Stored data
--- --- ---
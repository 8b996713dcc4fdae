//! Checkpoint records for resumable tailing.
//!
//! A checkpoint is one plain-text line in the history journal:
//!
//! ```text
//! last_read_position: 500 of 42
//! ```
//!
//! It records a byte offset into the live file together with that file's
//! identity at the time. The identity is the inode number, which is stable
//! across renames of the same file but changes when the path is recreated,
//! so a rotated log is never resumed mid-file.

use std::fmt;
use std::fs::File;
use std::io;
use std::os::unix::fs::MetadataExt;

/// The marker that begins a checkpoint line.
pub const CHECKPOINT_PREFIX: &str = "last_read_position: ";

/// Stable identity of a file on disk (its inode number).
#[derive(Debug, Clone, Copy, PartialEq, Eq, Hash)]
pub struct FileId(pub u64);

impl FileId {
    /// Reads the identity of an open file.
    pub fn of(file: &File) -> io::Result<FileId> {
        Ok(FileId(file.metadata()?.ino()))
    }
}

impl fmt::Display for FileId {
    fn fmt(&self, f: &mut fmt::Formatter<'_>) -> fmt::Result {
        write!(f, "{}", self.0)
    }
}

/// A resume position: byte offset within a specific live-file identity.
#[derive(Debug, Clone, Copy, PartialEq, Eq)]
pub struct Checkpoint {
    pub offset: u64,
    pub file: FileId,
}

impl Checkpoint {
    /// Renders the journal line, without a trailing newline.
    pub fn to_line(&self) -> String {
        format!("{CHECKPOINT_PREFIX}{} of {}", self.offset, self.file)
    }

    /// Parses a journal line. Returns `None` for anything that is not a
    /// well-formed checkpoint record; such lines belong to the mirrored
    /// log stream instead.
    pub fn parse_line(line: &str) -> Option<Checkpoint> {
        let rest = line.trim().strip_prefix(CHECKPOINT_PREFIX)?;
        let (offset, identity) = rest.split_once(" of ")?;
        Some(Checkpoint {
            offset: offset.trim().parse().ok()?,
            file: FileId(identity.trim().parse().ok()?),
        })
    }
}

impl fmt::Display for Checkpoint {
    fn fmt(&self, f: &mut fmt::Formatter<'_>) -> fmt::Result {
        write!(f, "offset {} of file {}", self.offset, self.file)
    }
}

#[cfg(test)]
mod tests {
    use super::*;
    use proptest::prelude::*;

    #[test]
    fn renders_the_documented_format() {
        let checkpoint = Checkpoint {
            offset: 500,
            file: FileId(42),
        };
        assert_eq!(checkpoint.to_line(), "last_read_position: 500 of 42");
    }

    #[test]
    fn parses_with_surrounding_whitespace() {
        let parsed = Checkpoint::parse_line("  last_read_position: 500 of 42\n");
        assert_eq!(
            parsed,
            Some(Checkpoint {
                offset: 500,
                file: FileId(42)
            })
        );
    }

    #[test]
    fn rejects_ordinary_log_lines() {
        assert_eq!(Checkpoint::parse_line("Delay for train A123[x]: 00:00:10"), None);
        assert_eq!(Checkpoint::parse_line("last_read_position: pending"), None);
        assert_eq!(Checkpoint::parse_line("last_read_position: x of y"), None);
        assert_eq!(Checkpoint::parse_line(""), None);
    }

    proptest! {
        #[test]
        fn line_roundtrip(offset in any::<u64>(), identity in any::<u64>()) {
            let checkpoint = Checkpoint { offset, file: FileId(identity) };
            prop_assert_eq!(Checkpoint::parse_line(&checkpoint.to_line()), Some(checkpoint));
        }
    }
}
--- --- ---
What to work on: What lines above hold the word "byte"? List them all.

Your solution:
//! It records a byte offset into the live file together with that file's
/// A resume position: byte offset within a specific live-file identity.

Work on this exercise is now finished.